WaPo fact checker Michelle Ye Hee Lee had this article Thursday on President Obama's various statements after mass shootings, which are not fully consistent with each other or with the facts.  The article also has a cautionary nugget about what "experts say" and what "studies show."

Mr. Obama gets the maximum Four Pinocchios (reserved for "whoppers") for his December 1 statement in Paris, "I say this every time we've got one of these mass shootings: This just doesn't happen in other countries."  Wow.

The President's other, more nuanced statements about the relative frequency of such incidents get the milder Two Pinocchio rating ("significant omissions and/or exaggerations").  To check the facts, Ms. Lee consults experts Adam Lankford and John Lott and gets very different answers.

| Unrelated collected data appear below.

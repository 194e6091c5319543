//! Text map of the current level with light fog of war.

use crate::dungeon::{Dungeon, Room, RoomKind};

/// Symbols used for map rendering
mod symbols {
    pub const PLAYER: char = '@';
    pub const DORMANT_PORTAL: char = 'o';
}

/// Map character for a room the player is not standing on.
///
/// Monsters and traps stay hidden until their room has been entered.
pub fn room_symbol(room: &Room) -> char {
    match room.kind {
        RoomKind::Monster | RoomKind::Trap if !room.explored => RoomKind::Empty.icon(),
        RoomKind::Portal if !room.portal_active => symbols::DORMANT_PORTAL,
        kind => kind.icon(),
    }
}

/// Renders the grid row by row, cells separated by spaces.
pub fn render_map(dungeon: &Dungeon, player: (usize, usize)) -> Vec<String> {
    let mut lines = Vec::with_capacity(dungeon.rows + 1);
    lines.push("Map (@ is you):".to_string());
    for (row, cells) in dungeon.grid.iter().enumerate() {
        let line: Vec<String> = cells
            .iter()
            .enumerate()
            .map(|(col, room)| {
                if (row, col) == player {
                    symbols::PLAYER.to_string()
                } else {
                    room_symbol(room).to_string()
                }
            })
            .collect();
        lines.push(line.join(" "));
    }
    lines
}
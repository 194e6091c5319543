//! The adventurer: position, vitals, equipment, and inventory.

use crate::core::config::GameConfig;
use crate::items::{Equipment, Item};
use thiserror::Error;

/// Rejected inventory operation. Never changes player state.
#[derive(Debug, Clone, PartialEq, Eq, Error)]
pub enum InventoryError {
    #[error("Invalid index: {index} (inventory holds {len} item(s)).")]
    OutOfRange { index: usize, len: usize },
    #[error("{0} is not a consumable.")]
    NotConsumable(String),
    #[error("{0} cannot be equipped.")]
    NotEquippable(String),
}

/// What a successful `use` did.
#[derive(Debug, Clone, PartialEq, Eq)]
pub struct UsedConsumable {
    pub name: String,
    pub heal: u32,
}

/// What a successful `equip` did. The replaced item is dropped by the caller.
#[derive(Debug, Clone, PartialEq, Eq)]
pub struct Equipped {
    pub item: Item,
    pub replaced: Option<Item>,
}

#[derive(Debug, Clone, PartialEq, Eq)]
pub struct Player {
    pub row: usize,
    pub col: usize,
    pub hp: u32,
    pub max_hp: u32,
    pub base_attack: u32,
    pub base_defense: u32,
    pub equipment: Equipment,
    pub inventory: Vec<Item>,
    pub keys: u32,
    /// Deepest dungeon level reached; also the current difficulty
    pub level: u32,
    pub exp: u32,
}

impl Player {
    pub fn new(config: &GameConfig, position: (usize, usize)) -> Self {
        Self {
            row: position.0,
            col: position.1,
            hp: config.start_hp,
            max_hp: config.start_hp,
            base_attack: config.base_attack,
            base_defense: config.base_defense,
            equipment: Equipment::new(),
            inventory: Vec::new(),
            keys: 0,
            level: 1,
            exp: 0,
        }
    }

    pub fn position(&self) -> (usize, usize) {
        (self.row, self.col)
    }

    pub fn set_position(&mut self, position: (usize, usize)) {
        self.row = position.0;
        self.col = position.1;
    }

    pub fn attack_value(&self) -> u32 {
        self.base_attack.saturating_add(self.equipment.attack_bonus())
    }

    pub fn defense_value(&self) -> u32 {
        self.base_defense.saturating_add(self.equipment.defense_bonus())
    }

    pub fn is_alive(&self) -> bool {
        self.hp > 0
    }

    /// Applies a raw hit reduced by defense. Returns damage actually taken.
    pub fn take_damage(&mut self, raw: u32) -> u32 {
        let taken = raw.saturating_sub(self.defense_value());
        self.hp = self.hp.saturating_sub(taken);
        taken
    }

    /// Heals up to max hp. Returns hp actually restored.
    pub fn heal(&mut self, amount: u32) -> u32 {
        let before = self.hp;
        self.hp = self.hp.saturating_add(amount).min(self.max_hp);
        self.hp - before
    }

    pub fn add_item(&mut self, item: Item) {
        self.inventory.push(item);
    }

    fn check_index(&self, index: usize) -> Result<(), InventoryError> {
        if index >= self.inventory.len() {
            return Err(InventoryError::OutOfRange {
                index,
                len: self.inventory.len(),
            });
        }
        Ok(())
    }

    /// Drinks the consumable at `index`, removing it from the inventory.
    pub fn use_consumable(&mut self, index: usize) -> Result<UsedConsumable, InventoryError> {
        self.check_index(index)?;
        let heal = match &self.inventory[index] {
            Item::Consumable { heal, .. } => *heal,
            other => return Err(InventoryError::NotConsumable(other.name().to_string())),
        };
        let item = self.inventory.remove(index);
        self.heal(heal);
        Ok(UsedConsumable {
            name: item.name().to_string(),
            heal,
        })
    }

    /// Equips the item at `index`. Whatever held the slot before is dropped
    /// for good. Consumables stay in the inventory.
    pub fn equip_from_inventory(&mut self, index: usize) -> Result<Equipped, InventoryError> {
        self.check_index(index)?;
        if self.inventory[index].slot().is_none() {
            return Err(InventoryError::NotEquippable(
                self.inventory[index].name().to_string(),
            ));
        }
        let item = self.inventory.remove(index);
        match self.equipment.equip(item.clone()) {
            Ok(replaced) => Ok(Equipped { item, replaced }),
            Err(item) => {
                let name = item.name().to_string();
                self.inventory.insert(index, item);
                Err(InventoryError::NotEquippable(name))
            }
        }
    }
}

Astute readers might notice how Lankford and Lott both compared the United States to grouped European countries, but their conclusions are vastly different. Lott says the rate is about the same, while Lankford says the rate is five times higher in the United States. How is this possible? The researchers are looking at different sets of years and different sets of countries. (Lott looked at Europe as a whole; Lankford at the European Union.) Lott uses a broader measure of mass shootings than Lankford does. Lankford looks at the number of shooters; Lott uses fatalities and shooting incidents. This is an example of how the data and definition can be adjusted to show different findings about mass shootings, even using a per capita rate.
Lots and lots of choices have to be made in setting up a study, many seemingly benign in themselves.  If a person wants to reach a particular result, it is easy as pie to run the numbers 16 different ways, pick the way that best supports your agenda, and throw the others in the trash.

This is why the viewpoint one-sidedness of American academia and the well-funded nonprofits is so very dangerous.  The truth comes out much more clearly when there are people on both sides doing these kinds of studies, but academic conservatives are an endangered species, and those who do "come out" are targeted by neo-McCarthyists determined to achieve ideological purity.

Be very, very skeptical about what "studies show" and "experts say."